▸ Recorded data
* * * * * * * * *

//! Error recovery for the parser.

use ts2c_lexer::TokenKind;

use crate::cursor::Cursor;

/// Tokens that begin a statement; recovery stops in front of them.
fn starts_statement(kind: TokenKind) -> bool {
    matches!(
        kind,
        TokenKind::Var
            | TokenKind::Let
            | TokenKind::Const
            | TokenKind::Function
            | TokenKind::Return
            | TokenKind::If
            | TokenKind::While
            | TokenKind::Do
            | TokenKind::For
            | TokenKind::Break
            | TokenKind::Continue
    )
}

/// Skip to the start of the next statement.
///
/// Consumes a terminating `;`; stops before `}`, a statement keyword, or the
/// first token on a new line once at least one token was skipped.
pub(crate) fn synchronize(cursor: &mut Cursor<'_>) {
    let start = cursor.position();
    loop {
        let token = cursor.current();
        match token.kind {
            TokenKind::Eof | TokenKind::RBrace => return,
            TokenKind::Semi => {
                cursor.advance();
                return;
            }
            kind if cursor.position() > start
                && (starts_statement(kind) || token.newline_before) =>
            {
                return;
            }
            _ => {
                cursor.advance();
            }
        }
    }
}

* * * * * * * * *

▸ Exercise goal
Produce an exact copy of every entry above.

▸ Answer area
//! Error recovery for the parser.

use ts2c_lexer::TokenKind;

use crate::cursor::Cursor;

/// Tokens that begin a statement; recovery stops in front of them.
fn starts_statement(kind: TokenKind) -> bool {
    matches!(
        kind,
        TokenKind::Var
            | TokenKind::Let
            | TokenKind::Const
            | TokenKind::Function
            | TokenKind::Return
            | TokenKind::If
            | TokenKind::While
            | TokenKind::Do
            | TokenKind::For
            | TokenKind::Break
            | TokenKind::Continue
    )
}

/// Skip to the start of the next statement.
///
/// Consumes a terminating `;`; stops before `}`, a statement keyword, or the
/// first token on a new line once at least one token was skipped.
pub(crate) fn synchronize(cursor: &mut Cursor<'_>) {
    let start = cursor.position();
    loop {
        let token = cursor.current();
        match token.kind {
            TokenKind::Eof | TokenKind::RBrace => return,
            TokenKind::Semi => {
                cursor.advance();
                return;
            }
            kind if cursor.position() > start
                && (starts_statement(kind) || token.newline_before) =>
            {
                return;
            }
            _ => {
                cursor.advance();
            }
        }
    }
}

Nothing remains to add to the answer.